En México, durante muchos años se consideró irrelevante el asunto de la titularidad de los derechos derivados de los activos intangibles de propiedad industrial —esos que se obtienen con base en la inventiva, como los correspondientes a las patentes, los modelos de utilidad y los diseños industriales—, generados a partir de investigaciones financiadas con dinero público. Ha sido hasta recientemente cuando estos derechos se han convertido en materia de discusión en algunos círculos académicos, a raíz de que en el Consejo Nacional de Ciencia y Tecnología (Conacyt) se decidió incluir cláusulas específicas para este asunto particular en los convenios que celebra con los investigadores a quienes les otorga fondos del erario.
Por supuesto, es de celebrarse que por fin se le esté dando a este tema la relevancia que merece; sin embargo, en las discusiones habitualmente salen a la luz, además de un enorme desconocimiento en la materia, ciertas concepciones que van precisamente en contra de la razón de existencia de los derechos patrimoniales de la propiedad industrial en todo el mundo. Muy frecuentemente se les confunde con los derechos morales vinculados al derecho de autor, como los que se les confiere a los autores de obras literarias, arquitectónicas, musicales, etc., que se caracterizan por ser inalienables e irrenunciables; es decir, porque nadie puede apropiarse de ellos, ni siquiera por coacción sobre sus creadores.

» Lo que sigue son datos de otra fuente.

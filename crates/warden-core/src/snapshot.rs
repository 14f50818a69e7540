//! Immutable policy snapshots.
//!
//! A snapshot pairs one catalog with one role graph. The engine serves from
//! exactly one snapshot at a time and replaces it whole; evaluators holding an
//! older `Arc<PolicySnapshot>` keep a consistent view until they drop it.

use std::sync::Arc;

use chrono::{DateTime, Utc};

use warden_contracts::ids::SnapshotId;

use crate::{catalog::Catalog, config::InactiveRolePolicy, role_graph::RoleGraph};

#[derive(Debug, Clone)]
pub struct PolicySnapshot {
    pub id: SnapshotId,
    pub loaded_at: DateTime<Utc>,
    pub catalog: Arc<Catalog>,
    pub roles: RoleGraph,
}

impl PolicySnapshot {
    pub fn new(catalog: Arc<Catalog>, roles: RoleGraph) -> Self {
        Self {
            id: SnapshotId::new(),
            loaded_at: Utc::now(),
            catalog,
            roles,
        }
    }

    /// A snapshot with no permissions and no roles. Every check denies.
    pub fn empty(inactive_roles: InactiveRolePolicy) -> Self {
        Self::new(Arc::new(Catalog::default()), RoleGraph::empty(inactive_roles))
    }

    /// The successor snapshot after a role-graph edit: same catalog, new id.
    pub fn with_roles(&self, roles: RoleGraph) -> Self {
        Self::new(self.catalog.clone(), roles)
    }
}
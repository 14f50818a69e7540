//! Permission and condition types.
//!
//! A `PermissionRecord` is what the persistence layer (or a TOML policy
//! document) supplies. The catalog validates records and turns them into
//! immutable `Permission` values; only validated permissions ever reach the
//! evaluator.

use std::fmt;

use serde::{Deserialize, Serialize};
use serde_json::Value;

use crate::ids::PermissionId;

/// The breadth of a permission.
///
/// Example in TOML:
/// ```toml
/// scope = "global"
/// scope = "company"
/// scope = "own"
/// ```
#[derive(Debug, Clone, Copy, Default, PartialEq, Eq, Hash, Serialize, Deserialize)]
#[serde(rename_all = "lowercase")]
pub enum Scope {
    /// Applies to every target.
    #[default]
    Global,
    /// Applies only to targets belonging to the acting user's company.
    Company,
    /// Applies only to targets owned by the acting user.
    Own,
}

impl fmt::Display for Scope {
    fn fmt(&self, f: &mut fmt::Formatter<'_>) -> fmt::Result {
        let s = match self {
            Scope::Global => "global",
            Scope::Company => "company",
            Scope::Own => "own",
        };
        f.write_str(s)
    }
}

/// Comparison operator of a field-level condition.
#[derive(Debug, Clone, Copy, PartialEq, Eq, Hash, Serialize, Deserialize)]
#[serde(rename_all = "snake_case")]
pub enum Operator {
    Eq,
    Ne,
    In,
    NotIn,
    Gt,
    Lt,
}

impl Operator {
    /// Parse the wire name of an operator. Returns `None` for anything the
    /// engine does not support.
    pub fn parse(name: &str) -> Option<Self> {
        match name {
            "eq" => Some(Operator::Eq),
            "ne" => Some(Operator::Ne),
            "in" => Some(Operator::In),
            "not_in" => Some(Operator::NotIn),
            "gt" => Some(Operator::Gt),
            "lt" => Some(Operator::Lt),
            _ => None,
        }
    }

    pub fn as_str(&self) -> &'static str {
        match self {
            Operator::Eq => "eq",
            Operator::Ne => "ne",
            Operator::In => "in",
            Operator::NotIn => "not_in",
            Operator::Gt => "gt",
            Operator::Lt => "lt",
        }
    }
}

impl fmt::Display for Operator {
    fn fmt(&self, f: &mut fmt::Formatter<'_>) -> fmt::Result {
        f.write_str(self.as_str())
    }
}

/// A validated field-level predicate.
///
/// `field` is a dotted path into the target object (e.g. `"status"` or
/// `"entity.region"`). `value` may be a literal or a placeholder string such
/// as `"${user.id}"` resolved at evaluation time.
#[derive(Debug, Clone, PartialEq, Serialize, Deserialize)]
pub struct Condition {
    pub field: String,
    pub operator: Operator,
    pub value: Value,
}

/// An immutable, validated catalog entry.
#[derive(Debug, Clone, PartialEq, Serialize, Deserialize)]
pub struct Permission {
    /// Unique catalog id, e.g. `assessments:update` or `assessments:update:own`.
    pub id: PermissionId,
    pub resource: String,
    pub action: String,
    pub scope: Scope,
    /// Flat AND of predicates, evaluated in order.
    pub conditions: Vec<Condition>,
    pub description: Option<String>,
}

impl Permission {
    /// Return true if this permission grants `action` on `resource`.
    ///
    /// Matching is exact and case-sensitive; there are no wildcards.
    pub fn matches(&self, resource: &str, action: &str) -> bool {
        self.resource == resource && self.action == action
    }
}

/// A raw condition as it arrives from storage, before operator validation.
#[derive(Debug, Clone, PartialEq, Serialize, Deserialize)]
pub struct ConditionRecord {
    pub field: String,
    /// Operator wire name. Unsupported names are rejected by the catalog.
    pub operator: String,
    #[serde(default)]
    pub value: Value,
}

/// A raw permission definition as it arrives from storage.
///
/// `resource` and `action` may be omitted, in which case they are taken from
/// the first two segments of `id`.
///
/// Example in TOML:
/// ```toml
/// [[permissions]]
/// id = "assessments:update:own"
/// scope = "own"
/// conditions = [{ field = "status", operator = "eq", value = "draft" }]
/// ```
#[derive(Debug, Clone, PartialEq, Serialize, Deserialize)]
pub struct PermissionRecord {
    pub id: String,
    #[serde(default)]
    pub resource: Option<String>,
    #[serde(default)]
    pub action: Option<String>,
    #[serde(default)]
    pub scope: Scope,
    #[serde(default)]
    pub conditions: Vec<ConditionRecord>,
    #[serde(default)]
    pub description: Option<String>,
}

impl PermissionRecord {
    /// A global, unconditional record whose resource/action come from `id`.
    pub fn new(id: impl Into<String>) -> Self {
        Self {
            id: id.into(),
            resource: None,
            action: None,
            scope: Scope::Global,
            conditions: Vec::new(),
            description: None,
        }
    }

    pub fn with_scope(mut self, scope: Scope) -> Self {
        self.scope = scope;
        self
    }

    pub fn with_condition(
        mut self,
        field: impl Into<String>,
        operator: impl Into<String>,
        value: Value,
    ) -> Self {
        self.conditions.push(ConditionRecord {
            field: field.into(),
            operator: operator.into(),
            value,
        });
        self
    }
}
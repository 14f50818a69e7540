//! Evaluation outcomes.
//!
//! A denial is a `PermissionResult` with `allowed = false`, never an error.
//! The reason, candidate list and failed checks are diagnostics for logs and
//! internal tooling; end users only ever see `public_message()`.

use std::fmt;

use serde::{Deserialize, Serialize};
use serde_json::Value;

use crate::{
    ids::PermissionId,
    permission::{Operator, Scope},
};

/// Why a decision came out the way it did.
#[derive(Debug, Clone, Copy, PartialEq, Eq, Serialize, Deserialize)]
#[serde(rename_all = "snake_case")]
pub enum DecisionReason {
    /// A candidate passed its scope and every condition.
    Granted,
    /// The effective set holds nothing for the requested resource/action.
    NoMatchingPermission,
    /// Candidates existed but none passed scope and conditions.
    ScopeOrConditionFailed,
}

impl fmt::Display for DecisionReason {
    fn fmt(&self, f: &mut fmt::Formatter<'_>) -> fmt::Result {
        let s = match self {
            DecisionReason::Granted => "Granted",
            DecisionReason::NoMatchingPermission => "NoMatchingPermission",
            DecisionReason::ScopeOrConditionFailed => "ScopeOrConditionFailed",
        };
        f.write_str(s)
    }
}

/// What exactly failed for a candidate permission.
#[derive(Debug, Clone, PartialEq, Serialize, Deserialize)]
#[serde(tag = "kind", rename_all = "snake_case")]
pub enum CheckFailure {
    Scope {
        scope: Scope,
        detail: String,
    },
    Condition {
        field: String,
        operator: Operator,
        /// The condition value after placeholder substitution, if it resolved.
        expected: Option<Value>,
        /// The target's value at `field`; `None` when absent.
        actual: Option<Value>,
        detail: String,
    },
}

/// One failed scope or condition check on a candidate.
#[derive(Debug, Clone, PartialEq, Serialize, Deserialize)]
pub struct FailedCheck {
    pub permission_id: PermissionId,
    pub failure: CheckFailure,
}

/// The result of one access check.
#[derive(Debug, Clone, PartialEq, Serialize, Deserialize)]
pub struct PermissionResult {
    pub allowed: bool,
    pub reason: DecisionReason,
    /// Internal, human-readable explanation. Not for end users.
    pub message: String,
    /// Every candidate that matched on resource/action, in evaluation order.
    pub matching_permissions: Vec<PermissionId>,
    /// The candidate that granted access, when allowed.
    pub granted_by: Option<PermissionId>,
    /// Failures of the best-matching candidate, when denied.
    pub failed_checks: Vec<FailedCheck>,
}

impl PermissionResult {
    /// The only denial text that may reach an end user in production.
    pub const PUBLIC_DENIAL: &'static str = "not authorized";

    pub fn granted(by: PermissionId, matching_permissions: Vec<PermissionId>) -> Self {
        Self {
            allowed: true,
            reason: DecisionReason::Granted,
            message: format!("granted by permission '{by}'"),
            matching_permissions,
            granted_by: Some(by),
            failed_checks: Vec::new(),
        }
    }

    pub fn no_matching_permission(message: impl Into<String>) -> Self {
        Self {
            allowed: false,
            reason: DecisionReason::NoMatchingPermission,
            message: message.into(),
            matching_permissions: Vec::new(),
            granted_by: None,
            failed_checks: Vec::new(),
        }
    }

    pub fn scope_or_condition_failed(
        message: impl Into<String>,
        matching_permissions: Vec<PermissionId>,
        failed_checks: Vec<FailedCheck>,
    ) -> Self {
        Self {
            allowed: false,
            reason: DecisionReason::ScopeOrConditionFailed,
            message: message.into(),
            matching_permissions,
            granted_by: None,
            failed_checks,
        }
    }

    /// Generic text safe to show an end user.
    pub fn public_message(&self) -> &'static str {
        if self.allowed {
            "authorized"
        } else {
            Self::PUBLIC_DENIAL
        }
    }
}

Pero dejando resuelta esta separación clara que existe entre los ámbitos de la propiedad industrial y de los derechos de autor, todavía prevalece otra de fondo que lleva a discusiones interminables respecto a quiénes tendrían que ostentarse como los titulares de dichas invenciones. En la mayoría de los casos se tiende a reflexionar en el sentido de que si los inventores fueron un equipo de académicos entonces tendrían que ser estos quienes recibieran dicha titularidad.
Otra argumentación va justamente en el sentido opuesto: si los investigadores pudieron desarrollar su inventiva hasta materializarla fue, sin duda, gracias a que contaron con los apoyos requeridos: un salario asegurado, el financiamiento necesario para adquirir equipo científico y los consumibles, unas instalaciones para llevar a cabo los experimentos, apoyo técnico para construir los prototipos de laboratorio o “feos”, etc. Y por esto mismo es que los activos de propiedad industrial resultantes pueden considerarse como trabajo bajo encargo y la titularidad de sus derechos patrimoniales deben corresponder al patrón; en estos casos la institución de investigación o de educación superior para la que laboren los inventores, o para estas y las entidades que contribuyeron al financiamiento, Conacyt, por ejemplo.
La realidad es que cualquiera de este par de escenarios resulta muy poco efectivo para fomentar la cultura innovadora de una nación. Incluso en las economías más desarrolladas e innovadoras existen muy pocas universidades que cuentan con mecanismos eficientes para transferir la tecnología al sector productivo. Por otra parte, entregarle al académico los derechos patrimoniales de sus invenciones reduce significativamente las probabilidades de que los desarrollos puedan alcanzar los niveles más elevados de madurez de la tecnología, que los conviertan en reales productos innovadores. En tales escenarios el “prototipo feo”, ese que le permitió al investigador demostrar la aplicabilidad de su idea ante el examinador para que este dictamine conceder la figura legal correspondiente, aún requiere de cuantiosas inversiones y mucho tiempo de desarrollo para alcanzar la producción en serie.
Es por ello que la transferencia de la tecnología no depende sólo de la academia, sino que se requiere de la industria para que una sociedad pueda beneficiarse de la inventiva de sus investigadores. Al final casi siempre es la industria, cuya vocación es precisamente la de desarrollar negocios y crear riqueza, la que puede culminar exitosamente el proceso de innovación. Pero para ello es necesario despojarnos de las ideas retrógradas que acusan a este sector productivo de apropiarse de los beneficios obtenidos con las contribuciones, ya que cuando las compañías innovan generan empleos mejor remunerados y retribuyen impuestos a la hacienda pública.
Lo anterior, dicho sin aberraciones.